Records provided:
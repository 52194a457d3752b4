//! Silent logger.

use crate::log::{LogLevel, Logger};
use std::fmt::Arguments;

/// Discards every message. The default logger of [`FogEngine`](crate::fog::FogEngine).
#[derive(Debug, Clone, Copy, Default)]
pub struct NoOpLogger;

impl Logger for NoOpLogger {
    #[inline]
    fn log(&self, _level: LogLevel, _args: Arguments<'_>) {}
}
//! Fog calculation inputs and outputs.

use std::time::Duration;

use geojson::{Feature, FeatureCollection};
use serde::{Deserialize, Serialize};

use crate::coord::ViewportBounds;
use crate::geometry::GeometryComplexity;

/// Upper bound for the `Fast` tier (one 60 Hz frame).
pub const FAST_TIER_MAX: Duration = Duration::from_millis(16);

/// Upper bound for the `Moderate` tier.
pub const MODERATE_TIER_MAX: Duration = Duration::from_millis(100);

/// Which fog polygon the calculation was built from.
#[derive(Debug, Clone, Copy, PartialEq, Eq, Serialize, Deserialize)]
#[serde(rename_all = "lowercase")]
pub enum OperationType {
    World,
    Viewport,
}

/// Coarse classification of calculation time.
#[derive(Debug, Clone, Copy, PartialEq, Eq, PartialOrd, Ord, Serialize, Deserialize)]
#[serde(rename_all = "lowercase")]
pub enum PerformanceTier {
    Fast,
    Moderate,
    Slow,
}

impl PerformanceTier {
    pub fn from_duration(elapsed: Duration) -> Self {
        if elapsed < FAST_TIER_MAX {
            Self::Fast
        } else if elapsed < MODERATE_TIER_MAX {
            Self::Moderate
        } else {
            Self::Slow
        }
    }
}

/// What to fall back to when precise viewport fog cannot be computed.
#[derive(Debug, Clone, Copy, PartialEq, Eq, Default, Serialize, Deserialize)]
#[serde(rename_all = "lowercase")]
pub enum FallbackStrategy {
    /// Plain viewport rectangle, then world fog.
    #[default]
    Viewport,
    /// World fog directly.
    World,
    /// Return the failed result unchanged.
    None,
}

/// Options for a fog calculation.
#[derive(Debug, Clone, Copy, PartialEq)]
pub struct FogOptions {
    pub viewport_bounds: Option<ViewportBounds>,
    /// Skip the boolean operation when revealed areas cannot touch the viewport.
    pub use_viewport_optimization: bool,
    pub fallback_strategy: FallbackStrategy,
}

impl FogOptions {
    pub fn for_viewport(bounds: ViewportBounds) -> Self {
        Self {
            viewport_bounds: Some(bounds),
            ..Self::default()
        }
    }

    pub fn with_fallback_strategy(mut self, strategy: FallbackStrategy) -> Self {
        self.fallback_strategy = strategy;
        self
    }

    pub fn with_viewport_optimization(mut self, enabled: bool) -> Self {
        self.use_viewport_optimization = enabled;
        self
    }
}

impl Default for FogOptions {
    fn default() -> Self {
        Self {
            viewport_bounds: None,
            use_viewport_optimization: true,
            fallback_strategy: FallbackStrategy::default(),
        }
    }
}

/// How a fog result was produced.
#[derive(Debug, Clone, PartialEq, Serialize)]
#[serde(rename_all = "camelCase")]
pub struct PerformanceMetrics {
    /// Complexity of the emitted fog geometry.
    pub geometry_complexity: GeometryComplexity,
    pub operation_type: OperationType,
    pub had_errors: bool,
    pub fallback_used: bool,
    pub execution_time_ms: f64,
    pub performance_tier: PerformanceTier,
}

/// A renderable fog calculation.
///
/// `fog_geojson` holds zero features (everything in view is revealed) or one
/// `Polygon`/`MultiPolygon` feature covering the unexplored area.
#[derive(Debug, Clone, PartialEq, Serialize)]
#[serde(rename_all = "camelCase")]
pub struct FogResult {
    #[serde(rename = "fogGeoJSON")]
    pub fog_geojson: FeatureCollection,
    pub calculation_time_ms: f64,
    pub performance_metrics: PerformanceMetrics,
    pub errors: Vec<String>,
    pub warnings: Vec<String>,
}

impl FogResult {
    /// The fog feature, if any area is unexplored.
    pub fn fog_feature(&self) -> Option<&Feature> {
        self.fog_geojson.features.first()
    }

    /// Whether the viewport is entirely revealed.
    pub fn is_clear(&self) -> bool {
        self.fog_geojson.features.is_empty()
    }

    pub fn had_errors(&self) -> bool {
        self.performance_metrics.had_errors
    }

    pub fn fallback_used(&self) -> bool {
        self.performance_metrics.fallback_used
    }
}

pub(crate) fn feature_collection(fog: Option<Feature>) -> FeatureCollection {
    FeatureCollection {
        bbox: None,
        features: fog.into_iter().collect(),
        foreign_members: None,
    }
}

#[cfg(test)]
mod tests {
    use super::*;

    #[test]
    fn test_tier_boundaries() {
        assert_eq!(PerformanceTier::from_duration(Duration::ZERO), PerformanceTier::Fast);
        assert_eq!(
            PerformanceTier::from_duration(Duration::from_millis(16)),
            PerformanceTier::Moderate
        );
        assert_eq!(
            PerformanceTier::from_duration(Duration::from_millis(99)),
            PerformanceTier::Moderate
        );
        assert_eq!(
            PerformanceTier::from_duration(Duration::from_millis(100)),
            PerformanceTier::Slow
        );
    }

    #[test]
    fn test_fallback_strategy_serde() {
        let strategy: FallbackStrategy = serde_json::from_str(r#""world""#).unwrap();
        assert_eq!(strategy, FallbackStrategy::World);
        assert_eq!(serde_json::to_string(&FallbackStrategy::None).unwrap(), r#""none""#);
    }

    #[test]
    fn test_default_options() {
        let options = FogOptions::default();
        assert!(options.viewport_bounds.is_none());
        assert!(options.use_viewport_optimization);
        assert_eq!(options.fallback_strategy, FallbackStrategy::Viewport);
    }

    #[test]
    fn test_empty_collection() {
        let collection = feature_collection(None);
        assert!(collection.features.is_empty());
    }
}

Work instructions:
Starting at the first line of the data above, retype each line exactly until you reach the line containing "pub struct NoOpLogger;", and include that line too.

Written answer:
repository 52194a457d3752b4
//! Silent logger.

use crate::log::{LogLevel, Logger};
use std::fmt::Arguments;

/// Discards every message. The default logger of [`FogEngine`](crate::fog::FogEngine).
#[derive(Debug, Clone, Copy, Default)]
pub struct NoOpLogger;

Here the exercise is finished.